====== TASK DATA

//! Attendance log contract.

use crate::store::StoreError;
use crate::types::AttendanceEvent;
use std::sync::Mutex;

/// Append-only log of attendance events.
pub trait AttendanceRecorder: Send + Sync {
    fn record(&self, event: AttendanceEvent) -> Result<(), StoreError>;

    /// Record several events. Implementations with transactions make this
    /// all-or-nothing; the default records one by one.
    fn record_all(&self, events: Vec<AttendanceEvent>) -> Result<usize, StoreError> {
        let count = events.len();
        for event in events {
            self.record(event)?;
        }
        Ok(count)
    }

    /// Every recorded event, oldest first.
    fn events(&self) -> Result<Vec<AttendanceEvent>, StoreError>;
}

#[derive(Debug, Default)]
pub struct MemoryAttendanceLog {
    events: Mutex<Vec<AttendanceEvent>>,
}

impl MemoryAttendanceLog {
    pub fn new() -> Self {
        Self::default()
    }
}

impl AttendanceRecorder for MemoryAttendanceLog {
    fn record(&self, event: AttendanceEvent) -> Result<(), StoreError> {
        event.validate()?;
        let mut events = self
            .events
            .lock()
            .map_err(|_| StoreError::WriteFailure("attendance lock poisoned".into()))?;
        tracing::info!(employee_id = %event.employee_id, location = %event.location, "attendance recorded");
        events.push(event);
        Ok(())
    }

    fn record_all(&self, batch: Vec<AttendanceEvent>) -> Result<usize, StoreError> {
        for event in &batch {
            event.validate()?;
        }
        let mut events = self
            .events
            .lock()
            .map_err(|_| StoreError::WriteFailure("attendance lock poisoned".into()))?;
        let count = batch.len();
        events.extend(batch);
        tracing::info!(count, "attendance events recorded");
        Ok(count)
    }

    fn events(&self) -> Result<Vec<AttendanceEvent>, StoreError> {
        let events = self
            .events
            .lock()
            .map_err(|_| StoreError::ReadFailure("attendance lock poisoned".into()))?;
        Ok(events.clone())
    }
}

============

Set the data down once more, exactly as it stands.

//! Attendance log contract.

use crate::store::StoreError;
use crate::types::AttendanceEvent;
use std::sync::Mutex;

/// Append-only log of attendance events.
pub trait AttendanceRecorder: Send + Sync {
    fn record(&self, event: AttendanceEvent) -> Result<(), StoreError>;

    /// Record several events. Implementations with transactions make this
    /// all-or-nothing; the default records one by one.
    fn record_all(&self, events: Vec<AttendanceEvent>) -> Result<usize, StoreError> {
        let count = events.len();
        for event in events {
            self.record(event)?;
        }
        Ok(count)
    }

    /// Every recorded event, oldest first.
    fn events(&self) -> Result<Vec<AttendanceEvent>, StoreError>;
}

#[derive(Debug, Default)]
pub struct MemoryAttendanceLog {
    events: Mutex<Vec<AttendanceEvent>>,
}

impl MemoryAttendanceLog {
    pub fn new() -> Self {
        Self::default()
    }
}

impl AttendanceRecorder for MemoryAttendanceLog {
    fn record(&self, event: AttendanceEvent) -> Result<(), StoreError> {
        event.validate()?;
        let mut events = self
            .events
            .lock()
            .map_err(|_| StoreError::WriteFailure("attendance lock poisoned".into()))?;
        tracing::info!(employee_id = %event.employee_id, location = %event.location, "attendance recorded");
        events.push(event);
        Ok(())
    }

    fn record_all(&self, batch: Vec<AttendanceEvent>) -> Result<usize, StoreError> {
        for event in &batch {
            event.validate()?;
        }
        let mut events = self
            .events
            .lock()
            .map_err(|_| StoreError::WriteFailure("attendance lock poisoned".into()))?;
        let count = batch.len();
        events.extend(batch);
        tracing::info!(count, "attendance events recorded");
        Ok(count)
    }

    fn events(&self) -> Result<Vec<AttendanceEvent>, StoreError> {
        let events = self
            .events
            .lock()
            .map_err(|_| StoreError::ReadFailure("attendance lock poisoned".into()))?;
        Ok(events.clone())
    }
}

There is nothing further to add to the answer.